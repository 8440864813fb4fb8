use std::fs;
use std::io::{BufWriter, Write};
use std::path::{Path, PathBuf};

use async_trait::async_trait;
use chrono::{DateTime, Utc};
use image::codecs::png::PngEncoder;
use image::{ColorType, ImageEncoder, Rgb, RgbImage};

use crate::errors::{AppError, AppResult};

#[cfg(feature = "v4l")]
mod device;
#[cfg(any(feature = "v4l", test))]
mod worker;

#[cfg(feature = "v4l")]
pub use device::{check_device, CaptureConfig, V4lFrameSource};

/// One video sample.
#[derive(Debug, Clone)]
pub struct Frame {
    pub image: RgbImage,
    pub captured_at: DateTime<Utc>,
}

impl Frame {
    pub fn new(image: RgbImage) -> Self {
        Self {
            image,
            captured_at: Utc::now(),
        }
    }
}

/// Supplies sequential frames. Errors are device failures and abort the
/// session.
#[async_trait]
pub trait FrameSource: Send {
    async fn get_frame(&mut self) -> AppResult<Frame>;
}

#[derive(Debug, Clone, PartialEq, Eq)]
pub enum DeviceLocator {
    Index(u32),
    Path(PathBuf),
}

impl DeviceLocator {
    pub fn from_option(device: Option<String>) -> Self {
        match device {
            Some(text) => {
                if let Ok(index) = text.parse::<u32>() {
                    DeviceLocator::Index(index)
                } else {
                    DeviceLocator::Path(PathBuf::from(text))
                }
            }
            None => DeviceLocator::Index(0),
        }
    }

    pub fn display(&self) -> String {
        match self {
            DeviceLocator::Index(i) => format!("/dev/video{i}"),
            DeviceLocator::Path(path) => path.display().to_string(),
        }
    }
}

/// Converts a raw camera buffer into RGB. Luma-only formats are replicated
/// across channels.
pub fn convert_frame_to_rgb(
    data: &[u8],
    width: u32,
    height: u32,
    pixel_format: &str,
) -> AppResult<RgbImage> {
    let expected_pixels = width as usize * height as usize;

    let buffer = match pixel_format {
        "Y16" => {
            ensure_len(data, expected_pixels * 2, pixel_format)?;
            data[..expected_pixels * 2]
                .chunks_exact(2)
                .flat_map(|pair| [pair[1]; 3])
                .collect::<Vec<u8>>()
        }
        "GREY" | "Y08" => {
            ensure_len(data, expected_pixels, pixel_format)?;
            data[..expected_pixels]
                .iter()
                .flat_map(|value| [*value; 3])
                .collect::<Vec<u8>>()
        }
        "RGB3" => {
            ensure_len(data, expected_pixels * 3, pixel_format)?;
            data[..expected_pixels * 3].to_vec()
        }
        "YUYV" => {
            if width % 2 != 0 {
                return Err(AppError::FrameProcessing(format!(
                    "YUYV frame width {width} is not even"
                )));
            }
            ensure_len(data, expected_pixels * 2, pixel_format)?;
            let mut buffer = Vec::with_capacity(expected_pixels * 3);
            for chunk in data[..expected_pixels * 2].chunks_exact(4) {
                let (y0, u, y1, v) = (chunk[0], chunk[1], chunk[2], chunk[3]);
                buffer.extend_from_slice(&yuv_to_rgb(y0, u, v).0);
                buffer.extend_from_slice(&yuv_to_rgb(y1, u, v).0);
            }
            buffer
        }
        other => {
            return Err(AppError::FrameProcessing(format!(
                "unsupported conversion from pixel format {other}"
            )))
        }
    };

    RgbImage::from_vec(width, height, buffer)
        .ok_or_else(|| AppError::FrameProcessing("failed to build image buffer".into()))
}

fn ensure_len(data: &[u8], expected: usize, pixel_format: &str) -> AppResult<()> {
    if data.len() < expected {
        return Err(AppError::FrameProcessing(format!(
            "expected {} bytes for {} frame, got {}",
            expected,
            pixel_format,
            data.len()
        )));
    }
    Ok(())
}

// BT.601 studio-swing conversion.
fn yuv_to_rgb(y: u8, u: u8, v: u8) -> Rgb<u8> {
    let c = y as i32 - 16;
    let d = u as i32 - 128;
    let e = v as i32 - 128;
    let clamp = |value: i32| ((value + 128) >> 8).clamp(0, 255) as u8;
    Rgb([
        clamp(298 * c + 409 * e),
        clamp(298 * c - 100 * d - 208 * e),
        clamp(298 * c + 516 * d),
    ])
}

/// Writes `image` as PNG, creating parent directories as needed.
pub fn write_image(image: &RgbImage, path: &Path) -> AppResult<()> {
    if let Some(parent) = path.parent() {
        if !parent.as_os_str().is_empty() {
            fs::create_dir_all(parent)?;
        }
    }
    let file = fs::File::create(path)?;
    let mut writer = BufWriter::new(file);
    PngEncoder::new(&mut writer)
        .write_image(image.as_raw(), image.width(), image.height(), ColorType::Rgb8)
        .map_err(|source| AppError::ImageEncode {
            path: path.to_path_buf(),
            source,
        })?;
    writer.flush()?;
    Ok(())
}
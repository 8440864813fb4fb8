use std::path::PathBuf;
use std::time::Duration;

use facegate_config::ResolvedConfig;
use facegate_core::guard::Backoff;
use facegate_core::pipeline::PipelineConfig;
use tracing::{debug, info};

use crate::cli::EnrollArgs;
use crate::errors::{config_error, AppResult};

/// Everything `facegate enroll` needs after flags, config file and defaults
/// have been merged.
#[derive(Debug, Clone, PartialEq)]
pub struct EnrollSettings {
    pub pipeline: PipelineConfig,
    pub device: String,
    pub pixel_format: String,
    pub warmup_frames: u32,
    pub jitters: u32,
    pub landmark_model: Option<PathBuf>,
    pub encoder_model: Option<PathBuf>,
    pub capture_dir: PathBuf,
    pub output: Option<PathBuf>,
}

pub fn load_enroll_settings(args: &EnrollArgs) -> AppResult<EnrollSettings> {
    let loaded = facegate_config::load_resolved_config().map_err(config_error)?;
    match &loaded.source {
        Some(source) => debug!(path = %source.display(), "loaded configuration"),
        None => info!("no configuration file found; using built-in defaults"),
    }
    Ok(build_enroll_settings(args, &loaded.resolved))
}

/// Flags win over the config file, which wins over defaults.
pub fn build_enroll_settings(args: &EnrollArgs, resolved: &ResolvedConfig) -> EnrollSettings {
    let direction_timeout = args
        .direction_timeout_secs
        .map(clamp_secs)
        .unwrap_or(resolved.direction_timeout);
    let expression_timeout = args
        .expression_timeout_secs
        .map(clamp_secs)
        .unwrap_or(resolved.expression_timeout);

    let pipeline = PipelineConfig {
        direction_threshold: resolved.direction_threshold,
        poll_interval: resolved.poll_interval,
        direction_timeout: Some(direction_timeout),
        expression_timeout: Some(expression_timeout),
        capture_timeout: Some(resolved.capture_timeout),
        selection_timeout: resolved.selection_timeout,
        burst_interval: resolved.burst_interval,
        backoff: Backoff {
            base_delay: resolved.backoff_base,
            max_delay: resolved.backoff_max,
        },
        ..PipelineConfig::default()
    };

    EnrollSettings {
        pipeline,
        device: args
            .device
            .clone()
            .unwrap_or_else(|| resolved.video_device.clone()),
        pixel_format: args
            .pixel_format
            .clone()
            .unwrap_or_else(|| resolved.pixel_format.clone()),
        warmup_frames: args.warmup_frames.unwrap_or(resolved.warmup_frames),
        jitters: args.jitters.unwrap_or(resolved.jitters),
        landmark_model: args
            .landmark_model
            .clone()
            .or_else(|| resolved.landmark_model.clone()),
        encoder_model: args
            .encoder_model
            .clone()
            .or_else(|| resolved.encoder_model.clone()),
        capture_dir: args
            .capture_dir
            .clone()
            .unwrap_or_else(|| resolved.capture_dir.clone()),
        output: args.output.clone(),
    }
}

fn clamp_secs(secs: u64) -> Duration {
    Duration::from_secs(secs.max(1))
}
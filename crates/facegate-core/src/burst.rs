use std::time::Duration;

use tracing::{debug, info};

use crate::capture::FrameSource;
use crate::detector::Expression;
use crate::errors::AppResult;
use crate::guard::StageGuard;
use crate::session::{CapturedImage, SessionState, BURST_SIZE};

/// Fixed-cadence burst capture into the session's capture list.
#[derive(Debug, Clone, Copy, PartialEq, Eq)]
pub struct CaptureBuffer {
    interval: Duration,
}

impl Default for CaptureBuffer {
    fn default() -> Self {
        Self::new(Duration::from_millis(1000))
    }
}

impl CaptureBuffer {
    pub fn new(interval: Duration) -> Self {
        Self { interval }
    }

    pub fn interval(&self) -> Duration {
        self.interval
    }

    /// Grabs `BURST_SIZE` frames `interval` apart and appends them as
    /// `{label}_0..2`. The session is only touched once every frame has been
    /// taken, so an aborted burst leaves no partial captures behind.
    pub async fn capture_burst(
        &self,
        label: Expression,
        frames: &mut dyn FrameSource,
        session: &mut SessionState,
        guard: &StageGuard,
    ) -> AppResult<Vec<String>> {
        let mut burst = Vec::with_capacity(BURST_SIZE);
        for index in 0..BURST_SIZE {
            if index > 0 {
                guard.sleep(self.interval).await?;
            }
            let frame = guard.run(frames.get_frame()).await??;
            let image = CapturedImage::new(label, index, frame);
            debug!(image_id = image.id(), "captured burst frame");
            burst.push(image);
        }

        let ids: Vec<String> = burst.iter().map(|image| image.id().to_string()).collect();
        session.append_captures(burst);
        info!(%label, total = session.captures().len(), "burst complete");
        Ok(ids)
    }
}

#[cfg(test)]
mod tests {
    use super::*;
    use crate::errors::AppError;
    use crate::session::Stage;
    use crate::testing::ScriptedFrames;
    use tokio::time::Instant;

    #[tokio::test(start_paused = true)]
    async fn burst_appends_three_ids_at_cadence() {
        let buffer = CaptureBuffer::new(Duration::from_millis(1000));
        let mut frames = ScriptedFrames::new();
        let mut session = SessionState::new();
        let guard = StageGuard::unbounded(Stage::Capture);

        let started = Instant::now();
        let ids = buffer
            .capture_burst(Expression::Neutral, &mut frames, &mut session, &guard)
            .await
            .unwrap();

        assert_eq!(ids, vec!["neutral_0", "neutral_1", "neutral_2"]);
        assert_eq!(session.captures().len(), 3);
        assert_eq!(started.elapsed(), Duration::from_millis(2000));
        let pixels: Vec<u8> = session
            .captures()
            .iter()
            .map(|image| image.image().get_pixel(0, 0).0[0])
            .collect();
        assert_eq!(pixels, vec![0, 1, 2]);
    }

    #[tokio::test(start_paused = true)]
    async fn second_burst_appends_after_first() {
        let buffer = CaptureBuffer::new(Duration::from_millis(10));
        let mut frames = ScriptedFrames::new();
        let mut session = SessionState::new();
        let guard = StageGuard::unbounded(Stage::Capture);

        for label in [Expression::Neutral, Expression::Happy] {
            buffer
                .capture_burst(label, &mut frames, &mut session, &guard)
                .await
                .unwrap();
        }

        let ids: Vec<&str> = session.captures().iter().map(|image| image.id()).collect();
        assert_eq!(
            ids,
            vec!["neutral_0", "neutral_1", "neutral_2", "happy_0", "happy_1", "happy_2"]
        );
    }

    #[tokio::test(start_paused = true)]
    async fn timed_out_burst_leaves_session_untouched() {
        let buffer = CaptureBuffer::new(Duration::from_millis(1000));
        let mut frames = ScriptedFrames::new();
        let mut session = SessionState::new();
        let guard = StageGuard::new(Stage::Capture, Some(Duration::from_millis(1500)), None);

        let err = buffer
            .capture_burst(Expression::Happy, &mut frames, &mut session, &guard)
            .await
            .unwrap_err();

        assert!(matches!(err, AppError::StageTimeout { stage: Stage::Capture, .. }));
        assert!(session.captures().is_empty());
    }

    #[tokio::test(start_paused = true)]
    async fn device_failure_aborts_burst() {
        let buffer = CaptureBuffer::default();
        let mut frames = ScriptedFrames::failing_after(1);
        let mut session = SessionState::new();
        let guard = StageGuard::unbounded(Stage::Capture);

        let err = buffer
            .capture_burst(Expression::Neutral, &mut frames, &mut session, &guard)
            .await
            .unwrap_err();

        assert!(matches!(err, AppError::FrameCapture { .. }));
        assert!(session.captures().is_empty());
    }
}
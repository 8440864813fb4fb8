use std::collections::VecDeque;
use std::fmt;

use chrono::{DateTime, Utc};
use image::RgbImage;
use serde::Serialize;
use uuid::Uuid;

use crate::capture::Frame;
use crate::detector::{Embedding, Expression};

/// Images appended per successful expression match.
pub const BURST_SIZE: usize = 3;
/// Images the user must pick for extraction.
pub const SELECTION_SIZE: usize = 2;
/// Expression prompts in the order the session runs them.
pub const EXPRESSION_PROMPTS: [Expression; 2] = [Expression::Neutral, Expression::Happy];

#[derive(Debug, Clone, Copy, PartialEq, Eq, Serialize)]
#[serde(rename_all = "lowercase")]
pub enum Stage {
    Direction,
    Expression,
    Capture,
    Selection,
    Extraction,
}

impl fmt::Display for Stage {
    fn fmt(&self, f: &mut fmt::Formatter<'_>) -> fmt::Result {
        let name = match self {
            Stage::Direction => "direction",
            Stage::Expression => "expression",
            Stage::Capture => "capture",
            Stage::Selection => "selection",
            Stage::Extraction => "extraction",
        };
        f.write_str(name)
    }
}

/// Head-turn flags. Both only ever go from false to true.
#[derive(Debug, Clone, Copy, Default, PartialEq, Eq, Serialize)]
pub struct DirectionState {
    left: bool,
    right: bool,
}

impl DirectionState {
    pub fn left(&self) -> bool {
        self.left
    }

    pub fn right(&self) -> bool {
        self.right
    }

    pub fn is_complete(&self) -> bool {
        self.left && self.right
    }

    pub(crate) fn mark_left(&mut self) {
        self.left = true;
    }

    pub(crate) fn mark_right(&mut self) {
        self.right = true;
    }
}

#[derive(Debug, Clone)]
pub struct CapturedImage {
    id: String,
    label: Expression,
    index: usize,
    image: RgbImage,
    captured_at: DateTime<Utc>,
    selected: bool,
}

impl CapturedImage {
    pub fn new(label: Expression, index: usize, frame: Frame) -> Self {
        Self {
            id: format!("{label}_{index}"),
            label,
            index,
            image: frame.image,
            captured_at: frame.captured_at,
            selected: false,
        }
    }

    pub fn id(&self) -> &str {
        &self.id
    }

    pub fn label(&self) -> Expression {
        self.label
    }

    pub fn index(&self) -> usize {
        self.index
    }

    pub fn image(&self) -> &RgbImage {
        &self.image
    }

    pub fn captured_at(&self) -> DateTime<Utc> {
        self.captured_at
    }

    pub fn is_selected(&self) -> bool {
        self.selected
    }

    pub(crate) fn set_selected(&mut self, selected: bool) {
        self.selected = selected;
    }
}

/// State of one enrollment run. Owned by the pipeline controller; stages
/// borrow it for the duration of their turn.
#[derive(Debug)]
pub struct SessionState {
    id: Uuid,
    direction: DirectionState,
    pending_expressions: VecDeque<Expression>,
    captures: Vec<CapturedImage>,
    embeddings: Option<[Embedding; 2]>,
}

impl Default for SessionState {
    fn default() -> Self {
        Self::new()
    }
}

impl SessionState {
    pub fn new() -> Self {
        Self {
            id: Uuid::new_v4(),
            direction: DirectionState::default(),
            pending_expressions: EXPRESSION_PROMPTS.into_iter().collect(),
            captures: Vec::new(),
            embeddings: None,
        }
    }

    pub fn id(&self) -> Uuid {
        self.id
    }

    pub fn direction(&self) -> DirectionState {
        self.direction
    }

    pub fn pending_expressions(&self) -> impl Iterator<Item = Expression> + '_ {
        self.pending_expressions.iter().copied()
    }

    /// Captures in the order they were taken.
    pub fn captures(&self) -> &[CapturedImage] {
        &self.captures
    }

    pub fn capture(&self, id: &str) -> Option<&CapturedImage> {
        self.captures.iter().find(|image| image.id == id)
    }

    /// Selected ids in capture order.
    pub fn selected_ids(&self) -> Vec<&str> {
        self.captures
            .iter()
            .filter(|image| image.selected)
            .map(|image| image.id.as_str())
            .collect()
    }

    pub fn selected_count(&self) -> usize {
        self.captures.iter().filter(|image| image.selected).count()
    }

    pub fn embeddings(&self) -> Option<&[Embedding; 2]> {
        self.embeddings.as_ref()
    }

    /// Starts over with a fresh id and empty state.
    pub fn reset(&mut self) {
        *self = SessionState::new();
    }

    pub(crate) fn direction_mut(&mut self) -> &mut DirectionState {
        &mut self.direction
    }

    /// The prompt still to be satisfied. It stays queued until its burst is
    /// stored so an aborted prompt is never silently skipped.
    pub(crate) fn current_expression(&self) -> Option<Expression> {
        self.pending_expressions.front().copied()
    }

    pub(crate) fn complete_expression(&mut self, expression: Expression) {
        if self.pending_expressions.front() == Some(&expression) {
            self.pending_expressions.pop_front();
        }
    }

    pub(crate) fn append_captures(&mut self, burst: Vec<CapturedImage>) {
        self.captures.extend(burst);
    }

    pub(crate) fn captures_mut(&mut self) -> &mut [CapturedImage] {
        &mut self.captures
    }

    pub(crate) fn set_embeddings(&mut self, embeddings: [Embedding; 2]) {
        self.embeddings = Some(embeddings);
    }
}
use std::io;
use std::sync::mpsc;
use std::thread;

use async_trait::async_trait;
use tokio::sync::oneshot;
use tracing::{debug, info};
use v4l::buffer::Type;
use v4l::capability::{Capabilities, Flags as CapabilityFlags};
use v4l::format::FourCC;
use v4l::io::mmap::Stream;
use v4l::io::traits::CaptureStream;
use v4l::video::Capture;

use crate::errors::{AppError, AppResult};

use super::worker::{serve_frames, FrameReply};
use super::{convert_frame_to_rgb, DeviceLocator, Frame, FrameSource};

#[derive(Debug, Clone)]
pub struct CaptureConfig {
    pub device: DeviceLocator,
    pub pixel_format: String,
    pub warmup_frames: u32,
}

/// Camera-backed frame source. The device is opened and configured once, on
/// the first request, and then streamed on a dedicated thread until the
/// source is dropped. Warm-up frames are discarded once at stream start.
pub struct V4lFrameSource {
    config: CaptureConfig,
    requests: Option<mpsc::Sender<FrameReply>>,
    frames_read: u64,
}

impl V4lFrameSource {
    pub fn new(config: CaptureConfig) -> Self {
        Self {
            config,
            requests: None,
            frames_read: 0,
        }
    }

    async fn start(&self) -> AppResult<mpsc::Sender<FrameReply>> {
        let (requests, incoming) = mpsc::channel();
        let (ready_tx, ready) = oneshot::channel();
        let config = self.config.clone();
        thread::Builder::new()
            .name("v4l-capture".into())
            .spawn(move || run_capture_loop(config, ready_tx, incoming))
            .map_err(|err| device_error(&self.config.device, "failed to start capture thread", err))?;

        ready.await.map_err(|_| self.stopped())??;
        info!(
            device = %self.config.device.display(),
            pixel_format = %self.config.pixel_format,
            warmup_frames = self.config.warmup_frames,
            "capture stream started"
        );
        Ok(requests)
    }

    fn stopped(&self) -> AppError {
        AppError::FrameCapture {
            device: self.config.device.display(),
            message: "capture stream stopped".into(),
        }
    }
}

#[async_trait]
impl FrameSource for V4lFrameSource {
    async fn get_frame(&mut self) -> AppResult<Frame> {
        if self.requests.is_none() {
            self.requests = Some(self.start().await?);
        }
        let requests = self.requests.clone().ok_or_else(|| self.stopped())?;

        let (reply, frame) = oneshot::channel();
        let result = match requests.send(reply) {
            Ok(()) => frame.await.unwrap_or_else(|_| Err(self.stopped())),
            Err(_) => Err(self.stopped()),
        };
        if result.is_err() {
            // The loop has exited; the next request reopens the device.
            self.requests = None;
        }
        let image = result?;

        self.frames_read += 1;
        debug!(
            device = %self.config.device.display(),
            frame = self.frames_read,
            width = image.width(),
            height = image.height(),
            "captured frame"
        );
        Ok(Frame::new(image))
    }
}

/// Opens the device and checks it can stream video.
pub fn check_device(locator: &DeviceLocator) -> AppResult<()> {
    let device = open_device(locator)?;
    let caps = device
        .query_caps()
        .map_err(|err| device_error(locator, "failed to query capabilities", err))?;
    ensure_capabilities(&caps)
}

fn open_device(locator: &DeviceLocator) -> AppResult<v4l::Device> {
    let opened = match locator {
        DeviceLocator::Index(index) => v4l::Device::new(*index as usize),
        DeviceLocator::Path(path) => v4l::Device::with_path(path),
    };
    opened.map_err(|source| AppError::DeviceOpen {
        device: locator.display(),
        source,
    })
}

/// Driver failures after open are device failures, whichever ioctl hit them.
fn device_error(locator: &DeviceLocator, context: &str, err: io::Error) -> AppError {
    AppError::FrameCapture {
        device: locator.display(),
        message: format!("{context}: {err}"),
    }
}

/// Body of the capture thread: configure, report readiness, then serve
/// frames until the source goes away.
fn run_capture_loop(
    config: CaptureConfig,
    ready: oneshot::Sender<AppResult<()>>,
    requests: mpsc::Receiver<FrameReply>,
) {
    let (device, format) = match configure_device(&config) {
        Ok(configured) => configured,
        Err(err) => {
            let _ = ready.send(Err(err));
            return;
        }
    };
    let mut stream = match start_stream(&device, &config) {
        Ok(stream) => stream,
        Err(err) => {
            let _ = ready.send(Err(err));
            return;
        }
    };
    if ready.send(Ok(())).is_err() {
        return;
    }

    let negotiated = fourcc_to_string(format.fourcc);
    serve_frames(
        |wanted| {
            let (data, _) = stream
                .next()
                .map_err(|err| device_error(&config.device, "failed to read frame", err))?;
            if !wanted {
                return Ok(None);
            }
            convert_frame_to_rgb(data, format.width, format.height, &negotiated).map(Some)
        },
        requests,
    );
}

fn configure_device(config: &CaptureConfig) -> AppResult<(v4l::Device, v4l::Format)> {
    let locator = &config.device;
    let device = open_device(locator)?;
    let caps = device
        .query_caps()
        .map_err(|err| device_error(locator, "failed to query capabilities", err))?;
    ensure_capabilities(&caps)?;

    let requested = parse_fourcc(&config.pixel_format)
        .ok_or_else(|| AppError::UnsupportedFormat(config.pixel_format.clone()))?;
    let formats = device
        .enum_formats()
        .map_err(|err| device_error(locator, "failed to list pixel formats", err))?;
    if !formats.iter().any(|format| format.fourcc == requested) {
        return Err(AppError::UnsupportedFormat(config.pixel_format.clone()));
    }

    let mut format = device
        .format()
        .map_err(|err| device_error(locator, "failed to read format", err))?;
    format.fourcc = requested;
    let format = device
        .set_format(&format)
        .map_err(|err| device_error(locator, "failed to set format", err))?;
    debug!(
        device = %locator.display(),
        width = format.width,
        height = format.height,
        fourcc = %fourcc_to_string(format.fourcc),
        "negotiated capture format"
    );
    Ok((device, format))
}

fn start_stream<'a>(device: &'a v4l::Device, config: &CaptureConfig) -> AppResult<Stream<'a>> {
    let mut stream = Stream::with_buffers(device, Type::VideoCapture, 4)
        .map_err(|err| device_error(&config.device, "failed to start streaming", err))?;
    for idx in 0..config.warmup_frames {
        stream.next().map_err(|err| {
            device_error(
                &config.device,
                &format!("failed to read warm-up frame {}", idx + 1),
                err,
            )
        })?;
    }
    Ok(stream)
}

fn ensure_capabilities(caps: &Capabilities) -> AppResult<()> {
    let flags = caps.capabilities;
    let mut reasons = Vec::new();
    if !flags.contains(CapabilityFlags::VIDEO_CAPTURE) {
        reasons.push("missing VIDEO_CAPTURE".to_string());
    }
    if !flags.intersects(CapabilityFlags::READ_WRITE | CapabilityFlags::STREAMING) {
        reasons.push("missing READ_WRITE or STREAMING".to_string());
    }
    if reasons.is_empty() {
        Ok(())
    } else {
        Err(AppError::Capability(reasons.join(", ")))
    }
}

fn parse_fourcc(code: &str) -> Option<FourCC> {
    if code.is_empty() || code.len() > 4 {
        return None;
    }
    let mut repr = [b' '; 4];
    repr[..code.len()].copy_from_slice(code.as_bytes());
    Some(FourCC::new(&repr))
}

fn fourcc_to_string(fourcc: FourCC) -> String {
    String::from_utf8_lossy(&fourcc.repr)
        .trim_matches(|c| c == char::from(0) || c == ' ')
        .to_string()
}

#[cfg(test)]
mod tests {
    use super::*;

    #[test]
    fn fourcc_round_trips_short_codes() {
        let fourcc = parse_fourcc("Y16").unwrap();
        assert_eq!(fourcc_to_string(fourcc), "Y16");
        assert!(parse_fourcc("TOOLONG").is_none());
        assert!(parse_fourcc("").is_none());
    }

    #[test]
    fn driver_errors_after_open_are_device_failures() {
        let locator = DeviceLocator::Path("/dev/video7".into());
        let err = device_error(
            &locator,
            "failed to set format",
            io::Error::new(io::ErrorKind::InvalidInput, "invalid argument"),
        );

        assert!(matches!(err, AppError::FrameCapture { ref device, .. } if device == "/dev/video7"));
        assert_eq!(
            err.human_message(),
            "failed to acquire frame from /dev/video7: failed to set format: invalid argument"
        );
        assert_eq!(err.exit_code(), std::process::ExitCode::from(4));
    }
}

- Exercise prompt
From the entries above, show each line that includes the string "parent".

- Reply to the exercise
/// Writes `image` as PNG, creating parent directories as needed.
    if let Some(parent) = path.parent() {
        if !parent.as_os_str().is_empty() {
            fs::create_dir_all(parent)?;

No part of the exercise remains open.